In August 2013, it was announced that it would reopen in October under a new chef-owner, Chris Harrod. Harrod had previously worked under Raymond Blanc at two Michelin starred restaurant Le Manoir aux Quat'Saisons. He had been looking for a restaurant with rooms to purchase, having originally thought to look for one in the Chiltern Hills where they could be added. Harrod said that "I went and had a look and was amazed to find that the Crown at Whitebrook ticked all the boxes for what I was looking for. It had the location, the quality suppliers and I knew straight away that I had been looking in the wrong place." The Crown at Whitebrook reopened the following October, and gained a new Michelin star under the new team in the 2014 list. In February 2015, the restaurant was renamed to The Whitebrook.

==Reception==
===Under Sommerin===
Victor Lewis-Smith reviewed the restaurant for The Guardian in 2005, thought that a spring onion risotto accompaniment to a pan fried seabass tasted so good that it would have been sufficient as a main course itself and was also quite pleased that crêpe suzette was served on a trolley for table side service. Claire Ogden visited the restaurant for the Metro newspaper shortly after it was first awarded a Michelin star in 2007. She thought that a John Dory main course was "pristine", and overall thought that the star was well deserved. The only negative thing she had to say about the experience was a toffee foam served on top of a pear granita which she described as "flimsy-flavoured". It was named the best restaurant in Britain by Les Routiers later that year. The critic from the Western Mail stated in 2008 that "the menu is short and to the point, with around five choices for each course. The wine list is huge, an insurmountable challenge for me but another's utopia." However, he remarked that the main course was "genuinely brilliant food" and deserving of its Michelin star.

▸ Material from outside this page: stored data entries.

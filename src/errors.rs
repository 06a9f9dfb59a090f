use thiserror::Error;

/// Error type that captures common tracker failures.
#[derive(Debug, Error)]
pub enum TrackerError {
    #[error("Invalid record date `{value}`: {source}")]
    InvalidDate {
        value: String,
        source: chrono::format::ParseError,
    },
    #[error("I/O error: {0}")]
    Io(#[from] std::io::Error),
    #[error("Serialization error: {0}")]
    Serde(#[from] serde_json::Error),
    #[error("Validation failed: {0}")]
    Validation(String),
}

pub type TrackerResult<T> = Result<T, TrackerError>;
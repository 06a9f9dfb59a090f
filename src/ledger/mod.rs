//! Ledger domain models: dated records and the daily-limit aggregate.

#[allow(clippy::module_inception)]
pub mod ledger;
pub mod record;

pub use ledger::DailyLedger;
pub use record::{Record, DATE_TEXT_FORMAT};
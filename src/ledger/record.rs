use chrono::NaiveDate;
use serde::{Deserialize, Serialize};

use crate::errors::{TrackerError, TrackerResult};
use crate::time::Clock;

/// Date text format accepted by [`Record::from_date_text`]: day.month.year,
/// dot-separated.
pub const DATE_TEXT_FORMAT: &str = "%d.%m.%Y";

/// A single dated entry: calories eaten or money spent, with a free-text
/// comment. Immutable once constructed.
///
/// Two records are equal iff amount, comment, and date all match exactly.
#[derive(Debug, Clone, Serialize, Deserialize, PartialEq, Eq)]
pub struct Record {
    pub amount: i64,
    pub comment: String,
    pub date: NaiveDate,
}

impl Record {
    /// Creates a record with an explicit date.
    pub fn new(amount: i64, comment: impl Into<String>, date: NaiveDate) -> Self {
        Self {
            amount,
            comment: comment.into(),
            date,
        }
    }

    /// Creates a record dated with the clock's current date.
    pub fn today<C: Clock>(amount: i64, comment: impl Into<String>, clock: &C) -> Self {
        Self::new(amount, comment, clock.today())
    }

    /// Creates a record from date text in `DD.MM.YYYY` order.
    ///
    /// Fails with [`TrackerError::InvalidDate`] when the text does not parse;
    /// the error carries the offending text.
    pub fn from_date_text(
        amount: i64,
        comment: impl Into<String>,
        date_text: &str,
    ) -> TrackerResult<Self> {
        let date =
            NaiveDate::parse_from_str(date_text, DATE_TEXT_FORMAT).map_err(|source| {
                TrackerError::InvalidDate {
                    value: date_text.to_string(),
                    source,
                }
            })?;
        Ok(Self::new(amount, comment, date))
    }
}
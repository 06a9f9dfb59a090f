//! Fixed exchange-rate table and conversion helpers.
//!
//! All ledger amounts are rubles; conversion divides by the rubles-per-unit
//! rate of the target currency.

/// Rubles per one US dollar.
pub const USD_RATE: f64 = 78.0;
/// Rubles per one euro.
pub const EUR_RATE: f64 = 92.0;
/// Rubles per one ruble.
pub const RUB_RATE: f64 = 1.0;

/// A supported currency: lowercase code, display name, rubles-per-unit rate.
#[derive(Debug, Clone, Copy, PartialEq)]
pub struct Currency {
    pub code: &'static str,
    pub name: &'static str,
    pub rate: f64,
}

/// Resolves a currency by its exact lowercase code.
pub fn lookup(code: &str) -> Option<Currency> {
    match code {
        "usd" => Some(Currency {
            code: "usd",
            name: "USD",
            rate: USD_RATE,
        }),
        "eur" => Some(Currency {
            code: "eur",
            name: "Euro",
            rate: EUR_RATE,
        }),
        "rub" => Some(Currency {
            code: "rub",
            name: "руб",
            rate: RUB_RATE,
        }),
        _ => None,
    }
}

/// Converts a ruble amount into `currency` units.
pub fn convert(amount: i64, currency: &Currency) -> f64 {
    amount as f64 / currency.rate
}

/// Renders a value rounded to two decimal places, followed by the currency's
/// display name.
pub fn format_amount(value: f64, currency: &Currency) -> String {
    format!("{:.2} {}", value, currency.name)
}
//! Advisory strategies over a [`DailyLedger`](crate::ledger::DailyLedger).
//!
//! Each service is stateless and renders a message from the ledger's current
//! snapshot and an injected clock. The message texts are the tracker's
//! canonical user-facing templates.

pub mod calories;
pub mod cash;

pub use calories::CalorieService;
pub use cash::CashService;
use chrono::NaiveDate;
use tracker_core::advice::{CalorieService, CashService};
use tracker_core::ledger::{DailyLedger, Record};
use tracker_core::time::FixedClock;

fn clock() -> FixedClock {
    FixedClock::new(NaiveDate::from_ymd_opt(2023, 6, 15).unwrap())
}

#[test]
fn calorie_advice_embeds_remaining_allowance() {
    let mut ledger = DailyLedger::new(2000);
    ledger.add_record(Record::today(500, "breakfast", &clock()));

    let advice = CalorieService::daily_advice(&ledger, &clock());
    assert_eq!(
        advice,
        "Сегодня можно съесть что-нибудь ещё, но с общей калорийностью не более 1500 кКал"
    );
}

#[test]
fn calorie_advice_stops_over_the_limit() {
    let mut ledger = DailyLedger::new(2000);
    ledger.add_record(Record::today(2500, "feast", &clock()));

    assert_eq!(
        CalorieService::daily_advice(&ledger, &clock()),
        "Хватит есть!"
    );
}

#[test]
fn calorie_advice_ignores_other_days() {
    let mut ledger = DailyLedger::new(2000);
    ledger.add_record(Record::from_date_text(2500, "yesterday's feast", "14.06.2023").unwrap());

    assert_eq!(
        CalorieService::daily_advice(&ledger, &clock()),
        "Сегодня можно съесть что-нибудь ещё, но с общей калорийностью не более 2000 кКал"
    );
}

#[test]
fn cash_advice_converts_at_the_usd_rate() {
    let mut ledger = DailyLedger::new(1000);
    ledger.add_record(Record::today(500, "groceries", &clock()));

    assert_eq!(
        CashService::today_remained(&ledger, &clock(), "usd"),
        "На сегодня осталось 6.41 USD"
    );
}

#[test]
fn cash_advice_reports_debt() {
    let mut ledger = DailyLedger::new(1000);
    ledger.add_record(Record::today(1460, "splurge", &clock()));

    assert_eq!(
        CashService::today_remained(&ledger, &clock(), "eur"),
        "Денег нет, держись: твой долг - 5.00 Euro"
    );
}

#[test]
fn cash_advice_handles_unknown_currency_without_failing() {
    let mut ledger = DailyLedger::new(1000);
    ledger.add_record(Record::today(500, "groceries", &clock()));

    assert_eq!(
        CashService::today_remained(&ledger, &clock(), "gbp"),
        "Не знаю такую валюту: gbp"
    );
}

#[test]
fn cash_advice_when_nothing_is_left() {
    let mut ledger = DailyLedger::new(1000);
    ledger.add_record(Record::today(1000, "rent", &clock()));

    assert_eq!(
        CashService::today_remained(&ledger, &clock(), "rub"),
        "Денег нет, держись"
    );
}

#[test]
fn both_advisors_share_one_aggregation() {
    // The same ledger snapshot feeds both strategies; neither mutates it.
    let mut ledger = DailyLedger::new(2000);
    ledger.add_record(Record::today(500, "entry", &clock()));

    let calorie = CalorieService::daily_advice(&ledger, &clock());
    let cash = CashService::today_remained(&ledger, &clock(), "rub");
    assert!(calorie.contains("1500"));
    assert!(cash.contains("1500.00 руб"));
    assert_eq!(ledger.records().len(), 1);
}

It was awarded the wine award for Wales by The AA in 2008. Matthew Fort of The Guardian described its location in 2009, "The Crown is not the easiest place in the world to find. It lies off a narrow lane winding between steepling, canopied hills in an odd corner between Monmouth and Chepstow. In spite of its lost world location, the Crown has been a beacon of gastronomic adventure for at least 30 years – those with long memories will recall Stephen Bull carving out his reputation here." He said of the food, "There is clearly a distinctive palate at work here. In lesser hands, such a meal could be not so much a car crash as a multiple pile-up, but it is not, because the ingredients are handled with originality, assurance and, more importantly, a keen sense of pleasure."

===Under Harrod===
Tony Naylor, writing for The Guardian in 2016, said that the menu featured unusual ingredients which complement each other resulting in "astonishing depths of flavour". Some dishes he considered less successful; a broccoli amuse-bouche was likened to "a car veering on to a motorway’s rumble strips". The Whitebrook has retained the Michelin star through to 2016, which it first earned under Harrod in 2014.